**WHAT THIS TASK INVOLVES**: The whole of the data must be transcribed exactly.

**DATA**:

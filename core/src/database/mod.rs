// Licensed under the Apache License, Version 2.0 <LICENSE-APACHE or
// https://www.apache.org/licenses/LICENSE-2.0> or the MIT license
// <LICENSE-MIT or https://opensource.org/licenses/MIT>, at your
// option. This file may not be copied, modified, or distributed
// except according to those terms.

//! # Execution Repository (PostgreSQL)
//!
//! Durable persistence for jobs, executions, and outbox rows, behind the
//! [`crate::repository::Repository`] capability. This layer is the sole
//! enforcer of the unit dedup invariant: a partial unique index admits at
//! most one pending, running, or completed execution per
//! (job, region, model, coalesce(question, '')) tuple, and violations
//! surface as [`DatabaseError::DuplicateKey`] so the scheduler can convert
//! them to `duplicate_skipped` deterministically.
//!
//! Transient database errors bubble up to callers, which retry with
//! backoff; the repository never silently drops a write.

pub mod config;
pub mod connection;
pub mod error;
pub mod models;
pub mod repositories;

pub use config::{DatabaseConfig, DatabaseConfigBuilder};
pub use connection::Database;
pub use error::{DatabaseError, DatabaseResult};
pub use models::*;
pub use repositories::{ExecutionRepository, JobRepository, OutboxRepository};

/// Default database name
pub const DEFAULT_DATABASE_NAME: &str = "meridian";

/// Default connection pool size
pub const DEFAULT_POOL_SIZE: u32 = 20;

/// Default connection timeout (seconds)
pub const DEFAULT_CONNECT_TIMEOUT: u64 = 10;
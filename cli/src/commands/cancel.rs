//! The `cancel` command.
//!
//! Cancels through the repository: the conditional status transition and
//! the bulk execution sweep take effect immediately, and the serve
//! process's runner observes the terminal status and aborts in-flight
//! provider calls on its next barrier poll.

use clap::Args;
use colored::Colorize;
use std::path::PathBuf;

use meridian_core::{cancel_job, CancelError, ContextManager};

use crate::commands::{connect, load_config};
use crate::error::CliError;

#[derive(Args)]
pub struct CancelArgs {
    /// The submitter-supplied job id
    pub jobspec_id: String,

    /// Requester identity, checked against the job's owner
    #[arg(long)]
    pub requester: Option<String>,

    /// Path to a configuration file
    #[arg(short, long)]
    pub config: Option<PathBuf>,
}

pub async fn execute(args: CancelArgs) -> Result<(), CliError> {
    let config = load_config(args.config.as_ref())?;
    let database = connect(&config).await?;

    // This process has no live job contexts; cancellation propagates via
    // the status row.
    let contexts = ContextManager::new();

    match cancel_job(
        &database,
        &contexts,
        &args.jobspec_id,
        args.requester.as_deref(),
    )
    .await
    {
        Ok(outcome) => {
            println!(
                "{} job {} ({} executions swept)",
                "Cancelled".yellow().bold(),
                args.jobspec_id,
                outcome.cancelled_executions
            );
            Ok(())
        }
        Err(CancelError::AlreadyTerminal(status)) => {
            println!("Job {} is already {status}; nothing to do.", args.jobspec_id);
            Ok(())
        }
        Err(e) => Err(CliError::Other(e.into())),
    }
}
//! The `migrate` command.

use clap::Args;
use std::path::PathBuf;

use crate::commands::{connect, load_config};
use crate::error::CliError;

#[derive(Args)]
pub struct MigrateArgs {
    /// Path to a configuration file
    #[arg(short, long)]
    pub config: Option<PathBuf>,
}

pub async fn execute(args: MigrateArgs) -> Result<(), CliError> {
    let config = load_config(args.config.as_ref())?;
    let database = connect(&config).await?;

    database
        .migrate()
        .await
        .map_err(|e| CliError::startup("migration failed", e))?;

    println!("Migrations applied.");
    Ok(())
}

**RESULT OF THE EXERCISE**:
filename core/src/database/mod.rs
// Licensed under the Apache License, Version 2.0 <LICENSE-APACHE or
// https://www.apache.org/licenses/LICENSE-2.0> or the MIT license
// <LICENSE-MIT or https://opensource.org/licenses/MIT>, at your
// option. This file may not be copied, modified, or distributed
// except according to those terms.

//! # Execution Repository (PostgreSQL)
//!
//! Durable persistence for jobs, executions, and outbox rows, behind the
//! [`crate::repository::Repository`] capability. This layer is the sole
//! enforcer of the unit dedup invariant: a partial unique index admits at
//! most one pending, running, or completed execution per
//! (job, region, model, coalesce(question, '')) tuple, and violations
//! surface as [`DatabaseError::DuplicateKey`] so the scheduler can convert
//! them to `duplicate_skipped` deterministically.
//!
//! Transient database errors bubble up to callers, which retry with
//! backoff; the repository never silently drops a write.

pub mod config;
pub mod connection;
pub mod error;
pub mod models;
pub mod repositories;

pub use config::{DatabaseConfig, DatabaseConfigBuilder};
pub use connection::Database;
pub use error::{DatabaseError, DatabaseResult};
pub use models::*;
pub use repositories::{ExecutionRepository, JobRepository, OutboxRepository};

/// Default database name
pub const DEFAULT_DATABASE_NAME: &str = "meridian";

/// Default connection pool size
pub const DEFAULT_POOL_SIZE: u32 = 20;

/// Default connection timeout (seconds)
pub const DEFAULT_CONNECT_TIMEOUT: u64 = 10;
filename cli/src/commands/cancel.rs
//! The `cancel` command.
//!
//! Cancels through the repository: the conditional status transition and
//! the bulk execution sweep take effect immediately, and the serve
//! process's runner observes the terminal status and aborts in-flight
//! provider calls on its next barrier poll.

use clap::Args;
use colored::Colorize;
use std::path::PathBuf;

use meridian_core::{cancel_job, CancelError, ContextManager};

use crate::commands::{connect, load_config};
use crate::error::CliError;

#[derive(Args)]
pub struct CancelArgs {
    /// The submitter-supplied job id
    pub jobspec_id: String,

    /// Requester identity, checked against the job's owner
    #[arg(long)]
    pub requester: Option<String>,

    /// Path to a configuration file
    #[arg(short, long)]
    pub config: Option<PathBuf>,
}

pub async fn execute(args: CancelArgs) -> Result<(), CliError> {
    let config = load_config(args.config.as_ref())?;
    let database = connect(&config).await?;

    // This process has no live job contexts; cancellation propagates via
    // the status row.
    let contexts = ContextManager::new();

    match cancel_job(
        &database,
        &contexts,
        &args.jobspec_id,
        args.requester.as_deref(),
    )
    .await
    {
        Ok(outcome) => {
            println!(
                "{} job {} ({} executions swept)",
                "Cancelled".yellow().bold(),
                args.jobspec_id,
                outcome.cancelled_executions
            );
            Ok(())
        }
        Err(CancelError::AlreadyTerminal(status)) => {
            println!("Job {} is already {status}; nothing to do.", args.jobspec_id);
            Ok(())
        }
        Err(e) => Err(CliError::Other(e.into())),
    }
}
//! The `migrate` command.

use clap::Args;
use std::path::PathBuf;

use crate::commands::{connect, load_config};
use crate::error::CliError;

#[derive(Args)]
pub struct MigrateArgs {
    /// Path to a configuration file
    #[arg(short, long)]
    pub config: Option<PathBuf>,
}

pub async fn execute(args: MigrateArgs) -> Result<(), CliError> {
    let config = load_config(args.config.as_ref())?;
    let database = connect(&config).await?;

    database
        .migrate()
        .await
        .map_err(|e| CliError::startup("migration failed", e))?;

    println!("Migrations applied.");
    Ok(())
}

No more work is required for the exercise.